Chance et malchance

 

Faites le test avec vos proches : demandez-leur à quoi leur fait penser le mot « chance », quelles images, quels souvenirs il fait naître en eux ? Vous allez voir, c’est passionnant. Pour ma part, le mot « chance » est comme le mot « bonheur » : c’est un mot non pas léger, mais grave, et paradoxal, un mot qui fait naître aussitôt à mon esprit des pensées sur la fragilité de la vie humaine.

Un mot qui me fait songer à ces lignes de Chateaubriand, dans ses Mémoires d’Outre-Tombe (I, VII) : « Tous, tant que nous sommes, nous n’avons à nous que la minute présente ; celle qui suit est à Dieu : il y a toujours deux chances pour ne pas retrouver l’ami que l’on quitte : notre mort ou la sienne. Combien d’hommes n’ont jamais remonté l’escalier qu’ils avaient descendu ! »

Attention, attention ! N’allez pas croire que je suis dépressif ! Juste un peu triste, comme ça, de temps en temps, quand je songe à des sujets graves, comme la chance ou le destin.
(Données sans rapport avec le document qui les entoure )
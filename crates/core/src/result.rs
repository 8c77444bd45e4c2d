//! Result payload resolution.
//!
//! The provider's outputs endpoint returns either an array or a keyed
//! object. Entries may be asset paths (absolute URLs, site-relative paths,
//! bare relative paths) or unrelated metadata. [`resolve_result_urls`]
//! keeps only the path-like entries, in provider order, and makes each
//! one absolute against the region's base URL.

use serde_json::Value;

use crate::region::RegionConfig;

/// File extensions recognised as provider assets.
const ASSET_EXTENSIONS: &[&str] = &[
    "png", "jpg", "jpeg", "webp", "gif", "bmp", "tif", "tiff", "avif", "heic", "svg", "mp4",
    "webm", "mov", "mp3", "wav", "flac", "zip", "glb", "obj", "json", "txt",
];

/// Field carrying the asset location when an array entry is an object.
const FILE_URL_FIELD: &str = "fileUrl";

/// Resolve a raw outputs payload into absolute asset URLs.
///
/// `null`, empty arrays, and empty objects resolve to an empty list; this
/// never fails.
pub fn resolve_result_urls(raw: &Value, region: &RegionConfig) -> Vec<String> {
    candidate_entries(raw)
        .into_iter()
        .filter(|entry| looks_like_asset_path(entry))
        .map(|entry| absolutize(entry, region.base_url()))
        .collect()
}

/// Flatten the payload into candidate strings without judging them yet.
fn candidate_entries(raw: &Value) -> Vec<&str> {
    match raw {
        Value::Array(items) => items.iter().filter_map(entry_text).collect(),
        Value::Object(map) => map.values().filter_map(Value::as_str).collect(),
        Value::String(s) => vec![s.as_str()],
        Value::Null | Value::Bool(_) | Value::Number(_) => Vec::new(),
    }
}

/// A string array entry, or the `fileUrl` of an object entry.
fn entry_text(item: &Value) -> Option<&str> {
    match item {
        Value::String(s) => Some(s.as_str()),
        Value::Object(map) => map.get(FILE_URL_FIELD).and_then(Value::as_str),
        _ => None,
    }
}

/// Whether a string plausibly names an asset rather than metadata.
///
/// True for absolute `http(s)://` URLs, site-relative paths starting with
/// `/`, and anything whose final segment carries a known asset extension.
pub fn looks_like_asset_path(entry: &str) -> bool {
    let entry = entry.trim();
    if entry.is_empty() {
        return false;
    }
    if is_absolute_url(entry) || entry.starts_with('/') {
        return true;
    }
    has_asset_extension(entry)
}

fn has_asset_extension(entry: &str) -> bool {
    let without_query = entry.split(['?', '#']).next().unwrap_or(entry);
    let last_segment = without_query.rsplit('/').next().unwrap_or(without_query);
    match last_segment.rsplit_once('.') {
        Some((stem, ext)) if !stem.is_empty() => ASSET_EXTENSIONS
            .iter()
            .any(|known| known.eq_ignore_ascii_case(ext)),
        _ => false,
    }
}

fn is_absolute_url(entry: &str) -> bool {
    let lowered = entry.get(..8).unwrap_or(entry).to_ascii_lowercase();
    lowered.starts_with("https://") || lowered.starts_with("http://")
}

/// Join a relative path onto `base_url` with exactly one `/` between them.
/// Absolute URLs are returned unchanged.
fn absolutize(entry: &str, base_url: &str) -> String {
    let entry = entry.trim();
    if is_absolute_url(entry) {
        return entry.to_string();
    }
    format!(
        "{}/{}",
        base_url.trim_end_matches('/'),
        entry.trim_start_matches('/')
    )
}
La vie est belle. Mais nous sommes fragiles, et mortels. Alors, notre première chance, c’est la chance d’être en vie, d’être toujours en vie, à cet instant. Et notre premier devoir, si nous aimons la vie, c’est d’essayer, avant même de vouloir la prolonger cette vie, de la savourer, de la densifier : sourire, aimer, agir. Mais surtout sourire ! Même quand toute la pluie tombe sur nous 

La chance ou la malchance, ce sont nos mots à nous, les humains, à propos de ces deux grands phénomènes que sont le hasard et la nécessité.

J’ai oublié mon parapluie alors qu’il pleut sans cesse, et, coup de chance, la pluie s’arrête juste au moment où je dois sortir. J’appelle ça de la chance. Ce n’est que du hasard, mais un hasard que j’habille joyeusement, que je personnalise, en l’adaptant à mon petit destin. C’est très bien, ça embellit ma vie.
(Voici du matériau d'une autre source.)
//! Orchestrator configuration loaded from environment variables.
//!
//! Everything except the API key has a default. Poll intervals must be
//! positive; a zero interval is a configuration error.

use std::time::Duration;

use photofx_core::region::REGION_HONGKONG;

use crate::api::ClientTimeouts;
use crate::backoff::PollConfig;

/// Errors loading [`OrchestratorConfig`].
#[derive(Debug, thiserror::Error, PartialEq)]
pub enum ConfigError {
    /// A required variable is unset or blank.
    #[error("{0} environment variable is required")]
    Missing(&'static str),

    /// A variable is set but does not parse.
    #[error("{name} must be {expected}, got {value:?}")]
    Invalid {
        name: &'static str,
        expected: &'static str,
        value: String,
    },
}

/// Orchestrator configuration loaded from environment variables.
///
/// Everything except the API key has a default suitable for production.
#[derive(Clone)]
pub struct OrchestratorConfig {
    /// Provider API key.
    pub api_key: String,
    /// Region used when the caller does not name one.
    pub default_region: String,
    /// Per-call HTTP timeouts.
    pub timeouts: ClientTimeouts,
    /// Polling policy.
    pub poll: PollConfig,
}

impl std::fmt::Debug for OrchestratorConfig {
    fn fmt(&self, f: &mut std::fmt::Formatter<'_>) -> std::fmt::Result {
        f.debug_struct("OrchestratorConfig")
            .field("api_key", &"<redacted>")
            .field("default_region", &self.default_region)
            .field("timeouts", &self.timeouts)
            .field("poll", &self.poll)
            .finish()
    }
}

impl OrchestratorConfig {
    /// Load configuration from environment variables with defaults.
    ///
    /// | Env Var                      | Default    |
    /// |------------------------------|------------|
    /// | `RUNNINGHUB_API_KEY`         | (required) |
    /// | `RUNNINGHUB_REGION`          | `hongkong` |
    /// | `SUBMIT_TIMEOUT_SECS`        | `60`       |
    /// | `REQUEST_TIMEOUT_SECS`       | `15`       |
    /// | `POLL_INITIAL_INTERVAL_MS`   | `2000`     |
    /// | `POLL_MAX_INTERVAL_MS`       | `10000`    |
    /// | `POLL_TIMEOUT_SECS`          | `600`      |
    /// | `POLL_MAX_TRANSIENT_RETRIES` | `5`        |
    pub fn from_env() -> Result<Self, ConfigError> {
        Self::from_lookup(|name| std::env::var(name).ok())
    }

    /// Load configuration through an arbitrary variable lookup.
    ///
    /// [`from_env`](Self::from_env) delegates here; tests pass a map.
    pub fn from_lookup<F>(lookup: F) -> Result<Self, ConfigError>
    where
        F: Fn(&str) -> Option<String>,
    {
        let api_key = lookup("RUNNINGHUB_API_KEY")
            .map(|v| v.trim().to_string())
            .filter(|v| !v.is_empty())
            .ok_or(ConfigError::Missing("RUNNINGHUB_API_KEY"))?;

        let default_region = lookup("RUNNINGHUB_REGION")
            .map(|v| v.trim().to_string())
            .filter(|v| !v.is_empty())
            .unwrap_or_else(|| REGION_HONGKONG.to_string());

        let timeouts_default = ClientTimeouts::default();
        let timeouts = ClientTimeouts {
            submit: Duration::from_secs(parse_or(
                &lookup,
                "SUBMIT_TIMEOUT_SECS",
                timeouts_default.submit.as_secs(),
            )?),
            request: Duration::from_secs(parse_or(
                &lookup,
                "REQUEST_TIMEOUT_SECS",
                timeouts_default.request.as_secs(),
            )?),
        };

        let poll_default = PollConfig::default();
        let poll = PollConfig {
            initial_interval: Duration::from_millis(parse_positive_or(
                &lookup,
                "POLL_INITIAL_INTERVAL_MS",
                poll_default.initial_interval.as_millis() as u64,
            )?),
            max_interval: Duration::from_millis(parse_positive_or(
                &lookup,
                "POLL_MAX_INTERVAL_MS",
                poll_default.max_interval.as_millis() as u64,
            )?),
            timeout: Duration::from_secs(parse_or(
                &lookup,
                "POLL_TIMEOUT_SECS",
                poll_default.timeout.as_secs(),
            )?),
            max_transient_retries: parse_or(
                &lookup,
                "POLL_MAX_TRANSIENT_RETRIES",
                poll_default.max_transient_retries,
            )?,
            ..poll_default
        };

        Ok(Self {
            api_key,
            default_region,
            timeouts,
            poll,
        })
    }
}

/// Parse an optional variable, falling back to `default` when unset.
fn parse_or<F, T>(lookup: &F, name: &'static str, default: T) -> Result<T, ConfigError>
where
    F: Fn(&str) -> Option<String>,
    T: std::str::FromStr,
{
    match lookup(name) {
        None => Ok(default),
        Some(raw) => raw.trim().parse().map_err(|_| ConfigError::Invalid {
            name,
            expected: "a non-negative integer",
            value: raw,
        }),
    }
}

/// Like [`parse_or`], but zero is rejected.
fn parse_positive_or<F>(lookup: &F, name: &'static str, default: u64) -> Result<u64, ConfigError>
where
    F: Fn(&str) -> Option<String>,
{
    match parse_or(lookup, name, default)? {
        0 => Err(ConfigError::Invalid {
            name,
            expected: "a positive integer",
            value: lookup(name).unwrap_or_default(),
        }),
        value => Ok(value),
    }
}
Par contre, si la pluie ne s’arrête pas et que je suis trempé à l’arrivée, je me dirai alors : « pas de chance ! ». Que du hasard là encore, mais le nommer malchance fait de moi le mini-héros d’une petite histoire de confrontation à une nature hostile, de petite adversité traversée malgré tout.

Finalement, la chance, c’est quand on se raconte des histoires à propos du hasard.

La chance, c’est le rebond capricieux du ballon pendant un match de rugby : s’il part du bon côté, on marque l’essai ; s’il part de l’autre, c’est raté.

Mais justement, au rugby comme dans la vie, on voit bien que certains ont plus souvent de la chance que d’autres. La chance n’existe pas, mais les humains chanceux, oui, ils existent.

On a étudié ça, et on a montré que les personnes qui ont de la chance sont celles qui agissent au lieu de regarder, qui parlent et vont vers les autres au lieu d’attendre qu’on vienne vers elles, qui après un échec réfléchissent et recommencent au lieu de regretter et de renoncer, qui sourient au lieu de se renfrogner. Et ainsi de suite : la chance est toujours du côté de la vie, et non du repli…

Croire à la chance finalement, c’est comme croire en Dieu : on sait bien que ça ne suffira pas pour que tout nous réussisse, mais ça fait du bien de se dire qu’on n’est pas seul au monde, avec nos petits efforts dérisoires.

Croire à la chance, c’est comme faire preuve d’espérance : un peu infondé, mais tellement préférable au fait de croire à la malchance et de désespérer.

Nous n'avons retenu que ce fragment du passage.